DATA FOR THE TASK –
|---|
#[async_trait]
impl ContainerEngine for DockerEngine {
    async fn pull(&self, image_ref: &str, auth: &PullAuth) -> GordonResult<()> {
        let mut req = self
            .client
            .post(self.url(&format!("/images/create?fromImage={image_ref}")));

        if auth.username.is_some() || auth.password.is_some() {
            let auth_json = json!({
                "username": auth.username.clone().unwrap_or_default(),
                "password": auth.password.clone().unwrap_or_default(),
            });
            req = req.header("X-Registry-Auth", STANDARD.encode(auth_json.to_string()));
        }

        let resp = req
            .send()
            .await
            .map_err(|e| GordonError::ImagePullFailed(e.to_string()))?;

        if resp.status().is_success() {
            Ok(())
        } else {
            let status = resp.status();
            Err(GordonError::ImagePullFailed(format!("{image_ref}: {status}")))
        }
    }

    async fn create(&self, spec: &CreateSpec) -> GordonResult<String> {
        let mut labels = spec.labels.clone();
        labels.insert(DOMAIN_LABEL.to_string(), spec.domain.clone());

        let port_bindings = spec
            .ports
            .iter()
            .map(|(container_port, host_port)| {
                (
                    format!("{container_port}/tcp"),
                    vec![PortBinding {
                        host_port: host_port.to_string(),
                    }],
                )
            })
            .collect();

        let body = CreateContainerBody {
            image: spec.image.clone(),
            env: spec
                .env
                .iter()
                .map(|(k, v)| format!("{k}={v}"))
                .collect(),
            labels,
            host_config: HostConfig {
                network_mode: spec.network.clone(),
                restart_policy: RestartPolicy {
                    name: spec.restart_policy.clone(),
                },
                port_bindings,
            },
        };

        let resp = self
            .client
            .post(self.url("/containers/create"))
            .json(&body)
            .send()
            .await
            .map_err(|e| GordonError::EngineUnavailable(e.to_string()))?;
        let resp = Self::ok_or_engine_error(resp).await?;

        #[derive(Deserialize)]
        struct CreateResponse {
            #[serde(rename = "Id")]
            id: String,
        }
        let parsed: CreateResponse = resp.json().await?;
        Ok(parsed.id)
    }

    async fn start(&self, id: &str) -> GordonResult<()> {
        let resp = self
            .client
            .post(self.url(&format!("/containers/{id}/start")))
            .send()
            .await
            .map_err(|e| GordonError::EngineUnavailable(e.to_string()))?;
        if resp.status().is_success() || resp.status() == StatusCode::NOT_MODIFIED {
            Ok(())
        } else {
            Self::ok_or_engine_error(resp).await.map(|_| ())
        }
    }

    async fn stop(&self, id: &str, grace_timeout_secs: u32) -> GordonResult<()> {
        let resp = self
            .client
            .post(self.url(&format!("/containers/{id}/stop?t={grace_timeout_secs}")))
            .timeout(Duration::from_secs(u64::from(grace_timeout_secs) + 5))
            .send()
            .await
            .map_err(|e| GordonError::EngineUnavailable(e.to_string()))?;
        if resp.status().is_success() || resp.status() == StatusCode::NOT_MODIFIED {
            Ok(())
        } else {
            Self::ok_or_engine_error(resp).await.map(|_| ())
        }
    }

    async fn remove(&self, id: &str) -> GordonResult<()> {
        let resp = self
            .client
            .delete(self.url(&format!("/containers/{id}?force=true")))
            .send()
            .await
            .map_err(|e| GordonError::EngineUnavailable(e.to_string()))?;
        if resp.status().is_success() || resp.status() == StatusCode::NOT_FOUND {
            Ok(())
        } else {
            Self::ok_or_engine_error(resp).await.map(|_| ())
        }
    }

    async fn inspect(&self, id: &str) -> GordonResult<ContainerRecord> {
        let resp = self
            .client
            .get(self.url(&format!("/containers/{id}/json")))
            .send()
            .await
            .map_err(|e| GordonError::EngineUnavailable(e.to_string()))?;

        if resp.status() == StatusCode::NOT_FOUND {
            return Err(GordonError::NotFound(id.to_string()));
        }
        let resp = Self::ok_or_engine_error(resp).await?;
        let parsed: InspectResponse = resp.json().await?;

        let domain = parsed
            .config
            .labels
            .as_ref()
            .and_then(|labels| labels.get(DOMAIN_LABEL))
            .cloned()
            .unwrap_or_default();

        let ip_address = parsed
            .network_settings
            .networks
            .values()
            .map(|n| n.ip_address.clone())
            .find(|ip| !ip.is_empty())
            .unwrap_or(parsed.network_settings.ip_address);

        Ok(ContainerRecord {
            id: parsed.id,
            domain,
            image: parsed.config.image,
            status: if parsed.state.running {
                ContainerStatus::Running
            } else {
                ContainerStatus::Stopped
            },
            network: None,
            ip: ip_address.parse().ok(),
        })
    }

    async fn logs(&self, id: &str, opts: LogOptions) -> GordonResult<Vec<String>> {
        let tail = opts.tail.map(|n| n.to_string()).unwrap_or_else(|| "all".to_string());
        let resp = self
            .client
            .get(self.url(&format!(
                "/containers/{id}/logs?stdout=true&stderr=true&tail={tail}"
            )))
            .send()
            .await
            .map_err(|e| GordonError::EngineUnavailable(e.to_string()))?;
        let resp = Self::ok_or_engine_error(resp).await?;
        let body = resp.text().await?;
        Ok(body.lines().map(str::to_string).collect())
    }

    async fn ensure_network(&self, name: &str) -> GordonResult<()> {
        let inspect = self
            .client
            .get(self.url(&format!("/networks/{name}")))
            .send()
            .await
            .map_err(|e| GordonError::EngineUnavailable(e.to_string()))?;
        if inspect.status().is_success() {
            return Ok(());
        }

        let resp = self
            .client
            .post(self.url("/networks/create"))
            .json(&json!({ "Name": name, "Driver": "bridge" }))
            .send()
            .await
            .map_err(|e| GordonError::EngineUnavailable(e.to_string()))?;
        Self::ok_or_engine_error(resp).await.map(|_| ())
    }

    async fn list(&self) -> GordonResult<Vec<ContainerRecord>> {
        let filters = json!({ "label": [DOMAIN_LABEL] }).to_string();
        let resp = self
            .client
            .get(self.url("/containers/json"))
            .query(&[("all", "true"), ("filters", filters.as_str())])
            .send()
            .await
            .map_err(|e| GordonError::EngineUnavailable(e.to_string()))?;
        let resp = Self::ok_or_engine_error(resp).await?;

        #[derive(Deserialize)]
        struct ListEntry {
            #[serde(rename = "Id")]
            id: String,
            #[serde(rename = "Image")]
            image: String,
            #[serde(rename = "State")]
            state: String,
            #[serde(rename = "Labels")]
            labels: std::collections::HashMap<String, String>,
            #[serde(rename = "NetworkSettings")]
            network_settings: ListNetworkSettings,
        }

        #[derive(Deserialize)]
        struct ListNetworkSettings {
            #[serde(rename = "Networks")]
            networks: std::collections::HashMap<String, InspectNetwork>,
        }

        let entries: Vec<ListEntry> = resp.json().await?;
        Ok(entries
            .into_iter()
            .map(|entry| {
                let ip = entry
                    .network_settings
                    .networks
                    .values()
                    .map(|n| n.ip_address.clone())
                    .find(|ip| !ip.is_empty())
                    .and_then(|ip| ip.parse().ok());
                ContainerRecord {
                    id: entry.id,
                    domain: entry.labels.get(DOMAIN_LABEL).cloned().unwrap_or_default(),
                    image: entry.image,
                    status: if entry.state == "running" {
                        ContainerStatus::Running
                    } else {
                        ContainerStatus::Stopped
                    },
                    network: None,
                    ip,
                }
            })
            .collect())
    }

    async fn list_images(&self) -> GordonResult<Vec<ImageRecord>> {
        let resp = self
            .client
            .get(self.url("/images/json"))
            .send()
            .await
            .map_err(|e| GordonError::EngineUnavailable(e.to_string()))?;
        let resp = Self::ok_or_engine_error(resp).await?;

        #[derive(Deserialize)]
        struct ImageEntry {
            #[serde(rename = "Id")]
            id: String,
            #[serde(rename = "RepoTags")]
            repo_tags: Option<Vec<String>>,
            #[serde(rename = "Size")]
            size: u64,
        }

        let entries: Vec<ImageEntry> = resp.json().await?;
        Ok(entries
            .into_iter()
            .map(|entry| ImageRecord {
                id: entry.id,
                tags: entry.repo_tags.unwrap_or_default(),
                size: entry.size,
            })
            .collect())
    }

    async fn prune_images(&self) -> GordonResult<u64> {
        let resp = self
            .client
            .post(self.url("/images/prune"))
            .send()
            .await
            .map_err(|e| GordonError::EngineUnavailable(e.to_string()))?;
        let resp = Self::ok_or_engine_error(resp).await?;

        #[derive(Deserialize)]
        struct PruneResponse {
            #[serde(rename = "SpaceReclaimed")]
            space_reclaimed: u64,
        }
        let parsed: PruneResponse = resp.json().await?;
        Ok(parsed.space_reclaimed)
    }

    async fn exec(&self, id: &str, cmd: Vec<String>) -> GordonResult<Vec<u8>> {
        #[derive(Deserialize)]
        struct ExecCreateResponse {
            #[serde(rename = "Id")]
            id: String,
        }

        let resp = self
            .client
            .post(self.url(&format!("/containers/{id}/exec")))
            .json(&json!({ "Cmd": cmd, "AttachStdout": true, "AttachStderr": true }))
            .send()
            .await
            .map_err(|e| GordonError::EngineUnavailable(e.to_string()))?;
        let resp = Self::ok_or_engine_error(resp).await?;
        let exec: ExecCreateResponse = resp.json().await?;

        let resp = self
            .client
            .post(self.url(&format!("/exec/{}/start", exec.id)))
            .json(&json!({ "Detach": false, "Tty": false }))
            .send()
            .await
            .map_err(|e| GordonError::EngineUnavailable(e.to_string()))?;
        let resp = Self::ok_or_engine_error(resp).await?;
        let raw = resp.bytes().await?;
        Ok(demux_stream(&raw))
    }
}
|---|
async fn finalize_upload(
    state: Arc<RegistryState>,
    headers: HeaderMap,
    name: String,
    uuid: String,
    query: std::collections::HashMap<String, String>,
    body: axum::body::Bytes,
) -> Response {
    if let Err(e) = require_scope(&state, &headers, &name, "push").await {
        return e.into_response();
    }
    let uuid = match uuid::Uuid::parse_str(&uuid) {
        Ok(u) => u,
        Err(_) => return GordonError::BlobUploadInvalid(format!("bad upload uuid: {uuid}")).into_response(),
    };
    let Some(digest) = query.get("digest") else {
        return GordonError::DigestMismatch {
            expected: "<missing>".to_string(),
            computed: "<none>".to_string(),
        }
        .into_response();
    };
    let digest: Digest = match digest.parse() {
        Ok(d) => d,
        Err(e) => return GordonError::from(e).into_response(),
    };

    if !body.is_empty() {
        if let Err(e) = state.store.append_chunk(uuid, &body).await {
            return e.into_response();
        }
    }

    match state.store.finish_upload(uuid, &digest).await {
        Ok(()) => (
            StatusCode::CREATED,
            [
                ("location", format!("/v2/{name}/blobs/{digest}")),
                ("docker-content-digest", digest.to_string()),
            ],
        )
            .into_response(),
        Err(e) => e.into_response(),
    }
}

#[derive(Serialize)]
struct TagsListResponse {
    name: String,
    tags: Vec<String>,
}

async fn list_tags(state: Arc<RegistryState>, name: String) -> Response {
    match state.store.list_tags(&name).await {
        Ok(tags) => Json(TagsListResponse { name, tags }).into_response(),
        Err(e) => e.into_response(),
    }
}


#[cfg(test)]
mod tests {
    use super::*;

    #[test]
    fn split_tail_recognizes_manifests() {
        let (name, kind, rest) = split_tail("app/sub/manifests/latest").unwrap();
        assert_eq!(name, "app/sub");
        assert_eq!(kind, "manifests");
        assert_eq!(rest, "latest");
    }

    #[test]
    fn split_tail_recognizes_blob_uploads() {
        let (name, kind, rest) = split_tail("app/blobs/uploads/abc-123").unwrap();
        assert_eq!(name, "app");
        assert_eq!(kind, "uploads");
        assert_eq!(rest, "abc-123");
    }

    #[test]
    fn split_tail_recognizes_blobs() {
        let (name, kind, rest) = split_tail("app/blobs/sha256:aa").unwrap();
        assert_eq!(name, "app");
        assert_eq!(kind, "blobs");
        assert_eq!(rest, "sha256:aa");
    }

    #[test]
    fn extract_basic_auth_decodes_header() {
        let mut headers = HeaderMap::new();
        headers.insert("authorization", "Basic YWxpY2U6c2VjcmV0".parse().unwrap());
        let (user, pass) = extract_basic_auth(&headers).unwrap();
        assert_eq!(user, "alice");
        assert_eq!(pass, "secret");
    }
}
|---|
Show, from the listing above, every line holding the word "Stopped".

COMPLETED EXERCISE –
                ContainerStatus::Stopped
                        ContainerStatus::Stopped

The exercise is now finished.